Raised Planter Under the Sea inspired!
Our Back Garden was inspired by the Little Mermaid. If you took a tour of it you’d understand the theming. So to add a Vegetable planter that was un themed would be wrong. So I decided to try and create one that looked like a shipwreck. Although there isn;t enough space for an actual ship shape a nod towards it was as close as I hoped.
To start with I chose Scaffold planks to create the sides. Most people would use there horizontal to create the planters. I on the other hand thought vertical would be better. So instead of 4 longs strips I had over 20 in total.
Each Plank was cut to a staggered length. Then jigsawed into a free style ‘break’, before being planed and sanded smooth.
A couple of coats of Cuprinol coloured paint would hopefully protect it and add some neutral colour. The colour being inspired from salted sand beaten wooden ships!
It only took a couple of hours for Imogen and myself to piece it all together. Each piece was different and some needed adjusting to fit together perfectly. If perfectly means jagged gaps and uneven sides.

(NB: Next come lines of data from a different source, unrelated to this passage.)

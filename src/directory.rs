//! Persons filed by email.
//!
//! Lookups go through a `HashMap`; a side list keeps insertion order for rendering.

use std::collections::HashMap;
use std::fmt::Formatter;
use std::ops::Deref;
use std::sync::{Arc, Mutex, MutexGuard, PoisonError};

use crate::domain::{Person, PersonEmail};
use crate::errors::{DirectoryError, ValidationError};

/// Lookup is O(1); removal and re-keying also walk the order list, so they are O(n).
#[derive(Debug, Default)]
pub struct Directory {
    persons: HashMap<String, Person>,
    order: Vec<String>,
}

impl Directory {
    pub fn new() -> Self {
        Self::default()
    }

    #[tracing::instrument(name = "Adding a person", skip(self, person), fields(email = %person.email()))]
    pub fn add(&mut self, person: Person) -> Result<(), DirectoryError> {
        let email = person.email().to_owned();
        if self.persons.contains_key(&email) {
            tracing::warn!("Email is already filed");
            return Err(DirectoryError::DuplicateKey(email));
        }

        self.order.push(email.clone());
        self.persons.insert(email, person);
        Ok(())
    }

    pub fn get_by_email(&self, email: &str) -> Result<&Person, DirectoryError> {
        self.persons
            .get(email)
            .ok_or_else(|| DirectoryError::NotFound(email.to_owned()))
    }

    /// Edit a filed person in place. The email is left out of reach; see [`Directory::change_email`].
    pub fn get_by_email_mut(&mut self, email: &str) -> Result<PersonMut<'_>, DirectoryError> {
        self.persons
            .get_mut(email)
            .map(|person| PersonMut { person })
            .ok_or_else(|| DirectoryError::NotFound(email.to_owned()))
    }

    /// Re-file a person under a new email, keeping its position.
    #[tracing::instrument(name = "Changing a person's email", skip(self))]
    pub fn change_email(&mut self, old: &str, new: &str) -> Result<(), DirectoryError> {
        if !self.persons.contains_key(old) {
            return Err(DirectoryError::NotFound(old.to_owned()));
        }
        let email = PersonEmail::parse(new.to_owned())?;
        if old == new {
            return Ok(());
        }
        if self.persons.contains_key(new) {
            return Err(DirectoryError::DuplicateKey(new.to_owned()));
        }

        let Some(mut person) = self.persons.remove(old) else {
            return Err(DirectoryError::NotFound(old.to_owned()));
        };
        person.replace_email(email);
        self.persons.insert(new.to_owned(), person);
        if let Some(key) = self.order.iter_mut().find(|key| key.as_str() == old) {
            *key = new.to_owned();
        }
        Ok(())
    }

    /// Removes the entry filed under the person's email.
    pub fn remove(&mut self, person: &Person) -> Result<Person, DirectoryError> {
        self.remove_by_email(person.email())
    }

    #[tracing::instrument(name = "Removing a person", skip(self))]
    pub fn remove_by_email(&mut self, email: &str) -> Result<Person, DirectoryError> {
        let person = self
            .persons
            .remove(email)
            .ok_or_else(|| DirectoryError::NotFound(email.to_owned()))?;
        self.order.retain(|key| key != email);
        Ok(person)
    }

    pub fn contains(&self, email: &str) -> bool {
        self.persons.contains_key(email)
    }

    pub fn len(&self) -> usize {
        self.persons.len()
    }

    pub fn is_empty(&self) -> bool {
        self.persons.is_empty()
    }

    /// Persons in insertion order.
    pub fn iter(&self) -> impl Iterator<Item = &Person> + '_ {
        self.order.iter().filter_map(|key| self.persons.get(key))
    }
}

impl std::fmt::Display for Directory {
    fn fmt(&self, f: &mut Formatter<'_>) -> std::fmt::Result {
        for (index, person) in self.iter().enumerate() {
            if index > 0 {
                writeln!(f)?;
            }
            write!(f, "{}", person)?;
        }
        Ok(())
    }
}

/// A filed person opened for editing. Everything but the email can change.
pub struct PersonMut<'a> {
    person: &'a mut Person,
}

impl PersonMut<'_> {
    pub fn set_name(&mut self, name: String) -> Result<(), ValidationError> {
        self.person.set_name(name)
    }

    pub fn set_surname(&mut self, surname: String) -> Result<(), ValidationError> {
        self.person.set_surname(surname)
    }

    pub fn set_phone(&mut self, phone: String) -> Result<(), ValidationError> {
        self.person.set_phone(phone)
    }

    pub fn set_city(&mut self, city: String) -> Result<(), ValidationError> {
        self.person.set_city(city)
    }
}

impl Deref for PersonMut<'_> {
    type Target = Person;

    fn deref(&self) -> &Person {
        &*self.person
    }
}

/// A `Directory` behind one lock, for callers on several threads.
#[derive(Clone, Default)]
pub struct SharedDirectory {
    inner: Arc<Mutex<Directory>>,
}

impl SharedDirectory {
    pub fn new(directory: Directory) -> Self {
        Self {
            inner: Arc::new(Mutex::new(directory)),
        }
    }

    // every operation leaves the directory consistent, so a poisoned lock is still usable
    fn lock(&self) -> MutexGuard<'_, Directory> {
        self.inner.lock().unwrap_or_else(PoisonError::into_inner)
    }

    pub fn add(&self, person: Person) -> Result<(), DirectoryError> {
        self.lock().add(person)
    }

    pub fn get_by_email(&self, email: &str) -> Result<Person, DirectoryError> {
        self.lock().get_by_email(email).cloned()
    }

    /// Runs `edit` against the filed person while the lock is held.
    pub fn update<F>(&self, email: &str, edit: F) -> Result<(), DirectoryError>
    where
        F: FnOnce(&mut PersonMut<'_>) -> Result<(), ValidationError>,
    {
        let mut directory = self.lock();
        let mut person = directory.get_by_email_mut(email)?;
        edit(&mut person)?;
        Ok(())
    }

    pub fn change_email(&self, old: &str, new: &str) -> Result<(), DirectoryError> {
        self.lock().change_email(old, new)
    }

    pub fn remove_by_email(&self, email: &str) -> Result<Person, DirectoryError> {
        self.lock().remove_by_email(email)
    }

    pub fn len(&self) -> usize {
        self.lock().len()
    }

    pub fn is_empty(&self) -> bool {
        self.lock().is_empty()
    }

    pub fn render(&self) -> String {
        self.lock().to_string()
    }
}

Imogen really got involved and help loads over the installation. Firstly and she wanted to help, but she also wanted to earn some money for her Bank of Dad book.
We lined the planter with Black polythene sheet to try and prevent soil spilling out of any gaps. It would also help prevent damp soil just sitting on the wood. Which would hopefully help the planter last longer. At the very least we wouldn’t have water spilling out of the cracks.
We used a normal stapler to hold the polythene in place. As long as the material was held until the soil filled it up was all we needed.
Inspiring Children in Gardening
Some Soil, Seeds and a couple of plants finished it off nicely. Hopefully we’ll have a nice harvest this summer (if that is when you harvest).
We planted Rhubarb (in a separate pot), Garlic, Onions, Leeks, Sugar Snap Peas, Runner Beans, Albert Bartlett Potatoes and Strawberries. Hopefully some of them will grow. These items were chosen mainly by Abigail and Imogen and I let them get involved fully to try and engage them in the project. I feel it is important for children to experience growing their own food. It’s too easy to assume food comes from shops.
Which reminds me of when I mades some bread. I went to a relatives house and told them we made bread at the weekend. Their reply was “do you have a bread maker?”. My answer was “No”, I just baked it in the oven after mixing the ingredients in the kitchen. Convenience is nice, but not always essential.
It would be cheaper and more convenient to buy the veg ready to eat from a shop. Though we wouldn’t have the experience or disappointment of trying to grow them ourselves.
Cats and Vegetable Patches!
Within two weeks of planting out we had cat poo and dug up plants. The strawberry plants were shredded and the onions kicked to the floor. So as a first attempt to stop them I stuck sticks into the soil. This seemed to work for a few days, but then I spotted more poo and a dug up trough in between the sticks.
Stage two of my Cat prevention has involved netting. We’ve covered the entire planter with a green mesh net to deter the cats from climbing onto the nice fresh springy soil. The net was attached either side with nails to hook onto. Which seems to be working well. Except I have seen something is digging troughs and possibly stealing the onions from the Vegetable Patch. I’m hoping it is our friendly Hedgehog back to live in the garden, but we’ll need to wait and find out.
No doubt we’ll keep you updated with our Vegetable Patch’s progress.